== EXERCISE ==
Every line holding the string "usize" should be copied out of the listing.

=== MATERIAL FOR THIS TASK ===

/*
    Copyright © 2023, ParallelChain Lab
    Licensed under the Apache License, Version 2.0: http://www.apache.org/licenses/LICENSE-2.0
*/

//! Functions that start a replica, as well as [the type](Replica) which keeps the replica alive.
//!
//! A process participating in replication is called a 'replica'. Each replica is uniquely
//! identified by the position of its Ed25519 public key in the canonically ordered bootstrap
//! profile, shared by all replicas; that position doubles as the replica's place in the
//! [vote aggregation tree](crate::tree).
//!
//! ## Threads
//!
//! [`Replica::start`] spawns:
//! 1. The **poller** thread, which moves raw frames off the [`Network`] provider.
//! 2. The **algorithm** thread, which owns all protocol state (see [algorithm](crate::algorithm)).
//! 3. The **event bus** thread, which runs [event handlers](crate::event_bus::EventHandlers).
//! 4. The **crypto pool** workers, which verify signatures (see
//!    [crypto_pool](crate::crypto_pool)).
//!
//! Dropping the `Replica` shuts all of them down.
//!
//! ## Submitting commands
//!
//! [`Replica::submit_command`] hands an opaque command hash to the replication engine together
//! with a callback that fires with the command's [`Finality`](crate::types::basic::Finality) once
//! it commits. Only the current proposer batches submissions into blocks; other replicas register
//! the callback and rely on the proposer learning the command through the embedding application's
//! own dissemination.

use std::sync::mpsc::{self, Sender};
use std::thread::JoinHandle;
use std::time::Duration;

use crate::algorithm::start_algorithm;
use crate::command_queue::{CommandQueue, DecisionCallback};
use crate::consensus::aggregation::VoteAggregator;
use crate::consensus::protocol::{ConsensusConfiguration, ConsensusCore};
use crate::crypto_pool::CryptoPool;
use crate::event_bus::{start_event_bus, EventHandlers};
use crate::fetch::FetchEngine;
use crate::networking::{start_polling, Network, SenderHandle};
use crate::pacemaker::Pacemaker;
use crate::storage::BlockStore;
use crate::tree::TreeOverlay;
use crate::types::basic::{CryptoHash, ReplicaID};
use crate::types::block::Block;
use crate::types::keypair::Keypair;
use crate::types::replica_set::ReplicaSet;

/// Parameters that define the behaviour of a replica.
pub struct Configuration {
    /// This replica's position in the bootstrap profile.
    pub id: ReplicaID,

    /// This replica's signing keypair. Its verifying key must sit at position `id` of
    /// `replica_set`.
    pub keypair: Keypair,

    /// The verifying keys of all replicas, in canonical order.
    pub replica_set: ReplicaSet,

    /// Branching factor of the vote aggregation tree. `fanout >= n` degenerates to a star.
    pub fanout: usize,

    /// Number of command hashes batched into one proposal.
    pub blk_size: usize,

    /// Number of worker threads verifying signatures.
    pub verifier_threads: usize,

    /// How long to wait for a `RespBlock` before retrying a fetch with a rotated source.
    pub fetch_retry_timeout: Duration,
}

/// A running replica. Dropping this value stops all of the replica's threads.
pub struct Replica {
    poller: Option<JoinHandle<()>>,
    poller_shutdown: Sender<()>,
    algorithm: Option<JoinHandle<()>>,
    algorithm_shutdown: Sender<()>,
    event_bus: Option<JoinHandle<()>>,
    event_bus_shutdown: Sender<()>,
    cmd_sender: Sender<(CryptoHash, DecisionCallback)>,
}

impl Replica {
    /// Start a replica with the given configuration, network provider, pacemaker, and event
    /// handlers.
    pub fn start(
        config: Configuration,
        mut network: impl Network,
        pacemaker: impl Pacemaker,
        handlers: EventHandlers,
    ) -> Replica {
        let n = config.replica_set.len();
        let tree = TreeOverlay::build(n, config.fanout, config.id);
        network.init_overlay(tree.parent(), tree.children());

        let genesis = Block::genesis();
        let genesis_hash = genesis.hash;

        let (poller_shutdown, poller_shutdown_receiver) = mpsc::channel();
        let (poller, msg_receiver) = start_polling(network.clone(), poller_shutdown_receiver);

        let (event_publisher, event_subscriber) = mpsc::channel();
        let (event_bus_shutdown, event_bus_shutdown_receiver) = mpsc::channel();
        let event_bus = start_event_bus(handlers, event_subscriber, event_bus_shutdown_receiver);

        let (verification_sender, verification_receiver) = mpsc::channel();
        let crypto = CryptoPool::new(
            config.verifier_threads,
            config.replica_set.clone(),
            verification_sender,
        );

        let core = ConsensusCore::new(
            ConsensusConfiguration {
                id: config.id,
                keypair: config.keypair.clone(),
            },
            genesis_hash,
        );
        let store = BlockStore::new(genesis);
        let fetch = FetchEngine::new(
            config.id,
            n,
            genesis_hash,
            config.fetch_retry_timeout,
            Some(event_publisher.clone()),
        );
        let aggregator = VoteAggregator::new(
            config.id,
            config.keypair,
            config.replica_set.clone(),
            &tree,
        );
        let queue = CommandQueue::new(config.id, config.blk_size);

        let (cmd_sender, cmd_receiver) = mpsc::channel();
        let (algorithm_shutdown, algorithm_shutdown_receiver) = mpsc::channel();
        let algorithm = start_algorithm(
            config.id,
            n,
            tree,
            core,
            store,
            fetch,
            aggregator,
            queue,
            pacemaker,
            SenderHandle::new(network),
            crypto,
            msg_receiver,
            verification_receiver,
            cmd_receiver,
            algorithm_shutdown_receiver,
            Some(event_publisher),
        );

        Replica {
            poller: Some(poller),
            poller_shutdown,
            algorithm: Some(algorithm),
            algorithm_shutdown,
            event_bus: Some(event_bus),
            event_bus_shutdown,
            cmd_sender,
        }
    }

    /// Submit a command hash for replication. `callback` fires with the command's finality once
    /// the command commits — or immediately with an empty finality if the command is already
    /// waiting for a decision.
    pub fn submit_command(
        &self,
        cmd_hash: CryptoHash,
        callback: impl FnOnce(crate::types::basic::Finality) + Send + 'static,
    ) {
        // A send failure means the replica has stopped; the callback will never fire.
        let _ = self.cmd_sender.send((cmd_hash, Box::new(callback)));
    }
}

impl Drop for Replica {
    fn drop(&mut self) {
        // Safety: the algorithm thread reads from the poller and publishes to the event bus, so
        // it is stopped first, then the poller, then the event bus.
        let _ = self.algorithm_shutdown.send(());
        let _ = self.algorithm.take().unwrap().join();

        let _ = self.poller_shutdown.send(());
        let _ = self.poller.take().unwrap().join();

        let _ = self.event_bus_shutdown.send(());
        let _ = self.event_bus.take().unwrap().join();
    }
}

===

== FINISHED TASK ==
    pub fanout: usize,
    pub blk_size: usize,
    pub verifier_threads: usize,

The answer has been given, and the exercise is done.